«Affaire Polanski»: ce n’est qu’un début...

Des protestations contre la projection du dernier film de Roman Polanski, «
J’accuse
», se sont succédé devant les salles de cinémas, comme ici devant le «
Champo» à Paris, le 12 novembre dernier.
Des protestations contre la projection du dernier film de Roman Polanski, « J’accuse », se sont succédé devant les salles de cinémas, comme ici devant le « Champo» à Paris, le 12 novembre dernier. - Belga.

Gloire à toutes ces courageuses militantes qui, chaque soir, se posent en sentinelles aux portes des cinémas où l’on projette J’accuse, le film du harceleur Polanski, afin de boycotter la séance !

Elles sont suivies. Leur protestation a déjà franchi la Manche. Á la National Gallery de Londres se tient une exposition consacrée à Gauguin. Avant d’y accéder, le visiteur peut lire un écriteau précisant que le peintre, « Occidental privilégié », développa une vie sexuelle plus qu’agitée avec des mineures durant les douze dernières années de sa vie aux Marquises.

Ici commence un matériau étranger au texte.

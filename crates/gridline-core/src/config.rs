//! Matrix configuration: the declarative document describing axes, backends,
//! exclusions, services and commands.

use crate::axis::{AxisSet, BackendDescriptor, ExclusionRule, Axis};
use crate::interpolation::TemplateContext;
use crate::resolution::{PackageIndex, Requirement};
use crate::{Error, Result};
use schemars::JsonSchema;
use serde::{Deserialize, Serialize};
use std::collections::{BTreeMap, BTreeSet};
use std::fmt;
use std::path::{Path, PathBuf};
use std::str::FromStr;

/// A partial record over axis names. Absent axes are wildcards.
pub type RawExclusion = BTreeMap<String, String>;

/// Top-level matrix configuration.
#[derive(Debug, Clone, Serialize, Deserialize, JsonSchema)]
#[serde(deny_unknown_fields)]
pub struct MatrixConfig {
    /// Name of the library under test; used to derive backend module paths.
    pub package: String,
    /// Axes in declaration order.
    pub axes: Vec<Axis>,
    #[serde(default = "default_backend_axis")]
    pub backend_axis: String,
    #[serde(default = "default_platform_axis")]
    pub platform_axis: String,
    #[serde(default = "default_runtime_axis")]
    pub runtime_axis: String,
    #[serde(default)]
    pub backends: Vec<BackendDescriptor>,
    #[serde(default)]
    pub exclude: Vec<RawExclusion>,
    #[serde(default)]
    pub min_version: Option<MinVersionConfig>,
    #[serde(default)]
    pub services: BTreeMap<String, ServiceDefinition>,
    #[serde(default)]
    #[schemars(with = "Vec<String>")]
    pub base_dependencies: Vec<Requirement>,
    #[serde(default)]
    #[schemars(with = "BTreeMap<String, Vec<String>>")]
    pub package_index: PackageIndex,
    #[serde(default)]
    pub triggers: TriggerConfig,
    #[serde(default)]
    pub commands: CommandConfig,
    /// Shared read-only test-data directory, relative to the config file.
    #[serde(default)]
    pub assets: Option<PathBuf>,
    #[serde(default)]
    #[schemars(with = "String")]
    pub workers: Workers,
    /// Built-in test cases, used instead of the `test` command when present.
    #[serde(default)]
    pub suite: Vec<SuiteCase>,
}

fn default_backend_axis() -> String {
    "backend".to_string()
}

fn default_platform_axis() -> String {
    "os".to_string()
}

fn default_runtime_axis() -> String {
    "runtime".to_string()
}

/// The secondary, minimum-version matrix.
#[derive(Debug, Clone, Default, Serialize, Deserialize, JsonSchema)]
#[serde(deny_unknown_fields)]
pub struct MinVersionConfig {
    /// Axes participating in min-version testing, restricted to these values.
    /// Axes not listed keep all their values.
    #[serde(default)]
    pub axes: BTreeMap<String, Vec<String>>,
    #[serde(default)]
    pub exclude: Vec<RawExclusion>,
}

/// An externally provisioned network service.
#[derive(Debug, Clone, Serialize, Deserialize, JsonSchema)]
#[serde(deny_unknown_fields)]
pub struct ServiceDefinition {
    /// Container image; required for Docker provisioning.
    #[serde(default)]
    pub image: Option<String>,
    pub port: u16,
    #[serde(default)]
    pub user: Option<String>,
    #[serde(default)]
    pub password: Option<String>,
    #[serde(default)]
    pub database: Option<String>,
    /// Environment passed to the service container.
    #[serde(default)]
    pub env: BTreeMap<String, String>,
    #[serde(default = "default_readiness_timeout")]
    pub readiness_timeout_secs: u64,
}

fn default_readiness_timeout() -> u64 {
    120
}

/// When a code-change event starts a matrix run.
#[derive(Debug, Clone, Default, Serialize, Deserialize, JsonSchema)]
#[serde(deny_unknown_fields)]
pub struct TriggerConfig {
    /// Branch patterns; empty matches every branch.
    #[serde(default)]
    pub branches: Vec<String>,
    /// Documentation-class paths that never trigger a run on their own.
    #[serde(default)]
    pub paths_ignore: Vec<String>,
    /// Whether pull-request events trigger runs.
    #[serde(default = "default_true")]
    pub pull_requests: bool,
}

fn default_true() -> bool {
    true
}

/// Command templates for the external collaborators.
#[derive(Debug, Clone, Serialize, Deserialize, JsonSchema)]
#[serde(deny_unknown_fields)]
pub struct CommandConfig {
    #[serde(default = "default_install_command")]
    pub install: String,
    #[serde(default = "default_test_command")]
    pub test: String,
    #[serde(default = "default_import_command")]
    pub import: String,
    /// Per-command timeout.
    #[serde(default)]
    pub timeout_secs: Option<u64>,
}

impl Default for CommandConfig {
    fn default() -> Self {
        Self {
            install: default_install_command(),
            test: default_test_command(),
            import: default_import_command(),
            timeout_secs: None,
        }
    }
}

fn default_install_command() -> String {
    "python -m pip install ${{ requirements }}".to_string()
}

fn default_test_command() -> String {
    "python -m pytest -m '${{ markers }}' -n ${{ workers }} --dist loadgroup \
     --junitxml=${{ report }} --cov --cov-report=json:${{ coverage }}"
        .to_string()
}

fn default_import_command() -> String {
    "python -c 'import ${{ module }}'".to_string()
}

/// One declared test case for the built-in suite executor.
#[derive(Debug, Clone, PartialEq, Eq, Serialize, Deserialize, JsonSchema)]
#[serde(deny_unknown_fields)]
pub struct SuiteCase {
    pub id: String,
    pub command: String,
    #[serde(default)]
    pub markers: Vec<String>,
    /// Cases sharing a group always run in the same lane.
    #[serde(default)]
    pub group: Option<String>,
    #[serde(default)]
    pub timeout_secs: Option<u64>,
}

/// Test parallelism within a job.
#[derive(Debug, Clone, Copy, PartialEq, Eq, Default)]
pub enum Workers {
    #[default]
    Auto,
    Fixed(usize),
}

impl Workers {
    pub fn resolve(&self) -> usize {
        match self {
            Workers::Auto => std::thread::available_parallelism()
                .map(|n| n.get())
                .unwrap_or(1),
            Workers::Fixed(n) => (*n).max(1),
        }
    }
}

impl FromStr for Workers {
    type Err = Error;

    fn from_str(s: &str) -> Result<Self> {
        match s.trim() {
            "auto" => Ok(Workers::Auto),
            other => match other.parse::<usize>() {
                Ok(n) if n > 0 => Ok(Workers::Fixed(n)),
                _ => Err(Error::Configuration(format!(
                    "Invalid worker count '{}': expected 'auto' or a positive integer",
                    s
                ))),
            },
        }
    }
}

impl fmt::Display for Workers {
    fn fmt(&self, f: &mut fmt::Formatter<'_>) -> fmt::Result {
        match self {
            Workers::Auto => write!(f, "auto"),
            Workers::Fixed(n) => write!(f, "{}", n),
        }
    }
}

impl Serialize for Workers {
    fn serialize<S: serde::Serializer>(&self, serializer: S) -> std::result::Result<S::Ok, S::Error> {
        match self {
            Workers::Auto => serializer.serialize_str("auto"),
            Workers::Fixed(n) => serializer.serialize_u64(*n as u64),
        }
    }
}

impl<'de> Deserialize<'de> for Workers {
    fn deserialize<D: serde::Deserializer<'de>>(deserializer: D) -> std::result::Result<Self, D::Error> {
        #[derive(Deserialize)]
        #[serde(untagged)]
        enum Repr {
            Count(u64),
            Keyword(String),
        }

        match Repr::deserialize(deserializer)? {
            Repr::Count(n) => Workers::from_str(&n.to_string()),
            Repr::Keyword(s) => Workers::from_str(&s),
        }
        .map_err(serde::de::Error::custom)
    }
}

impl MatrixConfig {
    /// Load and validate a configuration file.
    pub fn from_file(path: &Path) -> Result<Self> {
        let content = std::fs::read_to_string(path).map_err(|e| {
            Error::Configuration(format!("Failed to read {}: {}", path.display(), e))
        })?;
        let mut config = Self::from_yaml(&content)?;
        if let (Some(assets), Some(base)) = (&config.assets, path.parent())
            && assets.is_relative()
        {
            config.assets = Some(base.join(assets));
        }
        Ok(config)
    }

    /// Parse and validate a YAML document.
    pub fn from_yaml(content: &str) -> Result<Self> {
        let config: MatrixConfig = serde_yaml::from_str(content)?;
        config.validate()?;
        Ok(config)
    }

    /// Check every cross-reference in the document. Nothing here touches the
    /// outside world; all failures are configuration errors.
    pub fn validate(&self) -> Result<()> {
        if self.package.trim().is_empty() {
            return Err(Error::Configuration("'package' must not be empty".to_string()));
        }

        let axes = self.axis_set()?;
        for name in [&self.backend_axis, &self.platform_axis, &self.runtime_axis] {
            if axes.position(name).is_none() {
                return Err(Error::Configuration(format!(
                    "Axis '{}' is referenced but not declared",
                    name
                )));
            }
        }

        let mut names = BTreeSet::new();
        for backend in &self.backends {
            if !names.insert(backend.name.as_str()) {
                return Err(Error::Configuration(format!(
                    "Backend '{}' is described more than once",
                    backend.name
                )));
            }
            for service in &backend.required_services {
                if !self.services.contains_key(service) {
                    return Err(Error::Configuration(format!(
                        "Backend '{}' requires undefined service '{}'",
                        backend.name, service
                    )));
                }
            }
        }

        if let Some(axis) = axes.get(&self.backend_axis) {
            for value in &axis.values {
                if !names.contains(value.as_str()) {
                    return Err(Error::Configuration(format!(
                        "Backend '{}' has no descriptor",
                        value
                    )));
                }
            }
        }

        for raw in &self.exclude {
            ExclusionRule::compile(&axes, raw)?;
        }

        if let Some(min_version) = &self.min_version {
            let reduced = axes.restrict(&min_version.axes)?;
            for raw in &min_version.exclude {
                ExclusionRule::compile(&reduced, raw)?;
            }
        }

        for service in self.services.keys() {
            if service.is_empty() || !service.chars().all(|c| c.is_ascii_alphanumeric() || c == '_' || c == '-') {
                return Err(Error::Configuration(format!(
                    "Service name '{}' must be alphanumeric",
                    service
                )));
            }
        }

        self.validate_templates(&axes)?;

        let mut case_ids = BTreeSet::new();
        for case in &self.suite {
            if !case_ids.insert(case.id.as_str()) {
                return Err(Error::Configuration(format!(
                    "Suite case '{}' declared more than once",
                    case.id
                )));
            }
        }

        Ok(())
    }

    fn validate_templates(&self, axes: &AxisSet) -> Result<()> {
        let ctx = TemplateContext::new();
        let templates = [
            ("install", &self.commands.install),
            ("test", &self.commands.test),
            ("import", &self.commands.import),
        ];
        for (name, template) in templates {
            for expr in ctx.unresolved(template) {
                if let Some(axis) = expr.strip_prefix("matrix.")
                    && axes.position(axis).is_none()
                {
                    return Err(Error::Configuration(format!(
                        "Command '{}' references undeclared axis '{}'",
                        name, axis
                    )));
                }
            }
        }
        Ok(())
    }

    pub fn axis_set(&self) -> Result<AxisSet> {
        AxisSet::new(self.axes.clone())
    }

    pub fn backend(&self, name: &str) -> Option<&BackendDescriptor> {
        self.backends.iter().find(|b| b.name == name)
    }

    /// Map backend names to descriptors, failing fast on the first unknown name.
    pub fn select_backends<S: AsRef<str>>(&self, names: &[S]) -> Result<Vec<&BackendDescriptor>> {
        names
            .iter()
            .map(|name| {
                let name = name.as_ref();
                self.backend(name)
                    .ok_or_else(|| Error::UnknownBackend(name.to_string()))
            })
            .collect()
    }

    /// Narrow the backend axis to `names`. Exclusion rules that can only match
    /// dropped backends are removed with them.
    pub fn restrict_backends<S: AsRef<str>>(&self, names: &[S]) -> Result<MatrixConfig> {
        self.select_backends(names)?;
        let keep: BTreeSet<&str> = names.iter().map(|n| n.as_ref()).collect();

        let mut restricted = self.clone();
        for axis in restricted.axes.iter_mut().filter(|a| a.name == self.backend_axis) {
            axis.values.retain(|v| keep.contains(v.as_str()));
        }
        if restricted
            .axes
            .iter()
            .any(|a| a.name == self.backend_axis && a.values.is_empty())
        {
            return Err(Error::Configuration(
                "None of the selected backends appear on the backend axis".to_string(),
            ));
        }

        let survives = |rule: &RawExclusion| {
            rule.get(&self.backend_axis)
                .is_none_or(|value| keep.contains(value.as_str()))
        };
        restricted.exclude.retain(survives);

        let mut drop_min_version = false;
        if let Some(min_version) = &mut restricted.min_version {
            min_version.exclude.retain(survives);
            if let Some(values) = min_version.axes.get_mut(&self.backend_axis) {
                values.retain(|v| keep.contains(v.as_str()));
                drop_min_version = values.is_empty();
            }
        }
        if drop_min_version {
            restricted.min_version = None;
        }

        restricted.validate()?;
        Ok(restricted)
    }

    /// JSON schema of the configuration document.
    pub fn json_schema() -> schemars::schema::RootSchema {
        schemars::schema_for!(MatrixConfig)
    }
}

Elles sont entendues. Leur plaidoyer a même été reçu aux États-Unis (où, ainsi que chacun le sait, le puritanisme n’est pas assimilé à de la bêtise, comme en Europe, mais bien à une morale). Le New York Times interroge les conservateurs de musée sur l’opportunité d’encore accrocher des tableaux de Gauguin.

Elles montrent le chemin. Emboîtons-leur donc le pas.

Ronsard et Queneau...

Et d’abord, avant d’éplucher les programmes de français et les anthologies de nos bambins, mettons tout de suite en garde les parents à propos d’un auteur étudié dans toutes les écoles sous un aspect charmant, enchanteur et galant : Pierre de Ronsard. Son fameux poème « Mignonne, allons voir si la rose », est une invitation à l’amour qu’il adresse à Cassandre Salviati, la fille d’un banquier italien. Elle est âgée de 14 ans. L’affriolant Ronsard était un pédophile « … Donc si vous m’en croyez, mignonne / Tandis que votre âge fleuronne / En de plus verte nouveauté / Cueillez, cueillez votre jeunesse… » On ne peut pas être plus clair.

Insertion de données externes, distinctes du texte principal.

//! Disjunctive test-marker selection.

use serde::{Deserialize, Serialize};
use std::collections::BTreeSet;
use std::fmt;

/// Marker that is always selected alongside backend markers.
pub const CORE_MARKER: &str = "core";

/// A set of markers joined by `or`. A test is selected when it carries any
/// one of them.
#[derive(Debug, Clone, PartialEq, Eq, Serialize, Deserialize)]
pub struct MarkerSelection {
    markers: Vec<String>,
}

impl MarkerSelection {
    /// Selection for a single job: its backend marker plus core.
    pub fn for_job(backend_marker: &str) -> Self {
        Self::from_markers([backend_marker])
    }

    /// Selection for a build acceptance check: every selected backend or core.
    pub fn for_build<'a>(backend_markers: impl IntoIterator<Item = &'a str>) -> Self {
        Self::from_markers(backend_markers)
    }

    fn from_markers<'a>(markers: impl IntoIterator<Item = &'a str>) -> Self {
        let mut seen = BTreeSet::new();
        let mut ordered = Vec::new();
        for marker in markers.into_iter().chain([CORE_MARKER]) {
            if seen.insert(marker) {
                ordered.push(marker.to_string());
            }
        }
        Self { markers: ordered }
    }

    pub fn markers(&self) -> &[String] {
        &self.markers
    }

    /// Marker expression, e.g. `duckdb or sqlite or core`.
    pub fn expression(&self) -> String {
        self.markers.join(" or ")
    }

    /// True if any of the test's markers is selected.
    pub fn matches<S: AsRef<str>>(&self, test_markers: &[S]) -> bool {
        test_markers
            .iter()
            .any(|m| self.markers.iter().any(|s| s == m.as_ref()))
    }
}

impl fmt::Display for MarkerSelection {
    fn fmt(&self, f: &mut fmt::Formatter<'_>) -> fmt::Result {
        f.write_str(&self.expression())
    }
}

On en profitera, dans le même registre, pour épingler quatre cents ans plus tard Raymond Queneau qui, avec Si tu t’imagines, exprime semblable élan « … Allons cueille cueille, fillette fillette… » chantait la pulpeuse Juliette Greco.

... Aznavour et Tino Rossi...

Une exploration de la chanson populaire mérite aussi un détour, car plus encore que la littérature, les rengaines diffusent des tentations malsaines.

On s’étonnera peut-être qu’avant d’enchaîner les succès, Charles Aznavour incita aussi la pratique pédophile. Donne tes seize ans date de 1963. « Viens, donne tes seize ans / Au bonheur qui prend forme / Pour que ton cœur d’enfant / Peu à peu se transforme… » Il dit « cœur » mais tout le monde comprend « corps », bien entendu.

Sans doute avait-il été inspiré, lui aussi, par un grand prédécesseur vicieux qui débutait son succès Ô Catalinetta bella ! Tchi tchi (en 1936) par une introduction brute de décoffrage : « Tu n’as que seize ans et il faut voir comme / Tu affoles déjà tous les hommes / Est-ce ton œil si doux / Qui les mine / Ou les rondeurs de ta poitrine / Qui les rend fous ?… »

...Gainsbourg et Edith Piaf...

Ce n’est qu’un bref survol. D’autres individus marmonnant des insanités peuvent être débusqués. On ajoutera ainsi sans crainte de se tromper Serge Gainsbourg qui, lui, est condamnable pour l’ensemble de son œuvre, laquelle vante les pratiques de mœurs honteuses jusqu’à la décadence et la glorification de l’inceste.

Il importe aussi d’avertir les amies anti-Polanski sur les dérives que l’audition d’Édith Piaf peut provoquer. Cette gueuse aux multiples amants s’enrichit en reprenant un succès de Mistinguett tout à fait dégradant, intitulé Mon homme. Un bref extrait en dit long sur la soumission volontaire qu’elle répand : « … I’m fout des coups / I’m prend mes sous / Je suis à bout / Mais malgré tout / Que voulez-vous ? / Je l’ai tell’ment dans la peau / J’en suis marteau… » C’est insensé.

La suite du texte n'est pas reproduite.